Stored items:
*** Begin section ***

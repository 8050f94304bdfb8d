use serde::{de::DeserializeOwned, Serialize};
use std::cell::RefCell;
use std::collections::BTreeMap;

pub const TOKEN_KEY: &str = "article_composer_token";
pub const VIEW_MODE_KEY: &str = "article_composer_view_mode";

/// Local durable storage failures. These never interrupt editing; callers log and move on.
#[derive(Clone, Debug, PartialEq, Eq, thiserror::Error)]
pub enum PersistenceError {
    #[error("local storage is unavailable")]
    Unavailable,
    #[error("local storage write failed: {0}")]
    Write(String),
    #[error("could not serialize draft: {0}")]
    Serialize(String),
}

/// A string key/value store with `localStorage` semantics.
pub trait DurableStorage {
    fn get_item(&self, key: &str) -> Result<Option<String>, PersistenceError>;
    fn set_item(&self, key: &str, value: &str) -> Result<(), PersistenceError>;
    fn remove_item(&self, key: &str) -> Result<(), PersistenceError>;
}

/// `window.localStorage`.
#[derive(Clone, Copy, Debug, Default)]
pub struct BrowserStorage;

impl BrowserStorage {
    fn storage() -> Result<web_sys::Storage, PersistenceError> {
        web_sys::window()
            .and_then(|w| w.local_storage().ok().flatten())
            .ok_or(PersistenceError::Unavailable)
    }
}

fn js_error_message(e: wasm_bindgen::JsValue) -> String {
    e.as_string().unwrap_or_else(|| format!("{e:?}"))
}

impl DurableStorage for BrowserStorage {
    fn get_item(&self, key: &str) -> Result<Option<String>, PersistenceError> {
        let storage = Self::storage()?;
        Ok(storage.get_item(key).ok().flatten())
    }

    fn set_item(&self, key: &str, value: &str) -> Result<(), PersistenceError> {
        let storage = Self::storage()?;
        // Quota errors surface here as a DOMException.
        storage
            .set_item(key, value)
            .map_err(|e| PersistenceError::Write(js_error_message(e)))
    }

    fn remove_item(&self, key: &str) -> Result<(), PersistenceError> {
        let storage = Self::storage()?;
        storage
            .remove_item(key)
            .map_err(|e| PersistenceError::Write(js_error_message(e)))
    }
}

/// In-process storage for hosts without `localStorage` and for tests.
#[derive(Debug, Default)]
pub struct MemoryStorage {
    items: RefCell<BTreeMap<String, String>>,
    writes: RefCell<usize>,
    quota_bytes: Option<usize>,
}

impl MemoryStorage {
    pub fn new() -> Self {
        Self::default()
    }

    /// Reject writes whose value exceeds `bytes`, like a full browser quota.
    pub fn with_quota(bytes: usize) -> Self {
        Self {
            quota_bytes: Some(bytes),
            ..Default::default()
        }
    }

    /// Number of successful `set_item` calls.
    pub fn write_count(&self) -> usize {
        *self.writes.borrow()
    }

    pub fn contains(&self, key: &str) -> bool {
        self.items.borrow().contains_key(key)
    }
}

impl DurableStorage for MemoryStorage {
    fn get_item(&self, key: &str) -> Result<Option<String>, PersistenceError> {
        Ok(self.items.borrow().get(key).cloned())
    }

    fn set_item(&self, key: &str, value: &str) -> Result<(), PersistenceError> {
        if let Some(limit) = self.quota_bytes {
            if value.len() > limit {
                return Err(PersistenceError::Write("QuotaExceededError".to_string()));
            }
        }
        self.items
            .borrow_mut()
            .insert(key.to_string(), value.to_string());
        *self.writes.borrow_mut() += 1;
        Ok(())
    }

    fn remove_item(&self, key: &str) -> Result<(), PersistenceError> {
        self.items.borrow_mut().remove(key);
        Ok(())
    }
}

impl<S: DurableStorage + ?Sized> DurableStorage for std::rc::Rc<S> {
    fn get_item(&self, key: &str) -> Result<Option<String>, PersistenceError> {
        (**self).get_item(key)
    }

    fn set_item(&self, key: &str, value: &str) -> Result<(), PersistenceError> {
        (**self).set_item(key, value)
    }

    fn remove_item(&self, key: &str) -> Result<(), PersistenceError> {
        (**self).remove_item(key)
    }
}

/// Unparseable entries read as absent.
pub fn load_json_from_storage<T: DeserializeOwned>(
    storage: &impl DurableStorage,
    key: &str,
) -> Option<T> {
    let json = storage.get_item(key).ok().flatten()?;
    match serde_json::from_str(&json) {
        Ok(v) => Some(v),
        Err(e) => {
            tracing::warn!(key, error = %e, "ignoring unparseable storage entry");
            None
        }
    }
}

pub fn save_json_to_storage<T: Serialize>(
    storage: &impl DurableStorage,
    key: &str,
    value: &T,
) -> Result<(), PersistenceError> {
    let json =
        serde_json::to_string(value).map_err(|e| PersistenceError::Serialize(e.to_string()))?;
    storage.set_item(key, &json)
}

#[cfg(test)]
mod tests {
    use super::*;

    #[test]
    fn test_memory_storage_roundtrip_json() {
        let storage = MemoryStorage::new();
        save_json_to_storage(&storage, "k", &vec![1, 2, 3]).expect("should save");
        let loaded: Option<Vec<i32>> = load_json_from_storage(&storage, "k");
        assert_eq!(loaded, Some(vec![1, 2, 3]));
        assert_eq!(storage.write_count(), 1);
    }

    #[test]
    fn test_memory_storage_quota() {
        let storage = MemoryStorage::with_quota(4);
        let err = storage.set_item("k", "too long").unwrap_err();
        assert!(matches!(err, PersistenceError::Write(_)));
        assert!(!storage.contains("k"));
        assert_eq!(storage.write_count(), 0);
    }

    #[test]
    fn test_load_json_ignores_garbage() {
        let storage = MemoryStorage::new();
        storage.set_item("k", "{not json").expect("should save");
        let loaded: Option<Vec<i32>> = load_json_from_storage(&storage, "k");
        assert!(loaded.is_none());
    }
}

*** End section ***

WHAT THE EXERCISE ASKS: Output only the lines from the one that contains "let json = storage.get_item(key).ok().flatten()?;" through the final line of the records, exactly as given.

RESPONSE BELOW:
    let json = storage.get_item(key).ok().flatten()?;
    match serde_json::from_str(&json) {
        Ok(v) => Some(v),
        Err(e) => {
            tracing::warn!(key, error = %e, "ignoring unparseable storage entry");
            None
        }
    }
}

pub fn save_json_to_storage<T: Serialize>(
    storage: &impl DurableStorage,
    key: &str,
    value: &T,
) -> Result<(), PersistenceError> {
    let json =
        serde_json::to_string(value).map_err(|e| PersistenceError::Serialize(e.to_string()))?;
    storage.set_item(key, &json)
}

#[cfg(test)]
mod tests {
    use super::*;

    #[test]
    fn test_memory_storage_roundtrip_json() {
        let storage = MemoryStorage::new();
        save_json_to_storage(&storage, "k", &vec![1, 2, 3]).expect("should save");
        let loaded: Option<Vec<i32>> = load_json_from_storage(&storage, "k");
        assert_eq!(loaded, Some(vec![1, 2, 3]));
        assert_eq!(storage.write_count(), 1);
    }

    #[test]
    fn test_memory_storage_quota() {
        let storage = MemoryStorage::with_quota(4);
        let err = storage.set_item("k", "too long").unwrap_err();
        assert!(matches!(err, PersistenceError::Write(_)));
        assert!(!storage.contains("k"));
        assert_eq!(storage.write_count(), 0);
    }

    #[test]
    fn test_load_json_ignores_garbage() {
        let storage = MemoryStorage::new();
        storage.set_item("k", "{not json").expect("should save");
        let loaded: Option<Vec<i32>> = load_json_from_storage(&storage, "k");
        assert!(loaded.is_none());
    }
}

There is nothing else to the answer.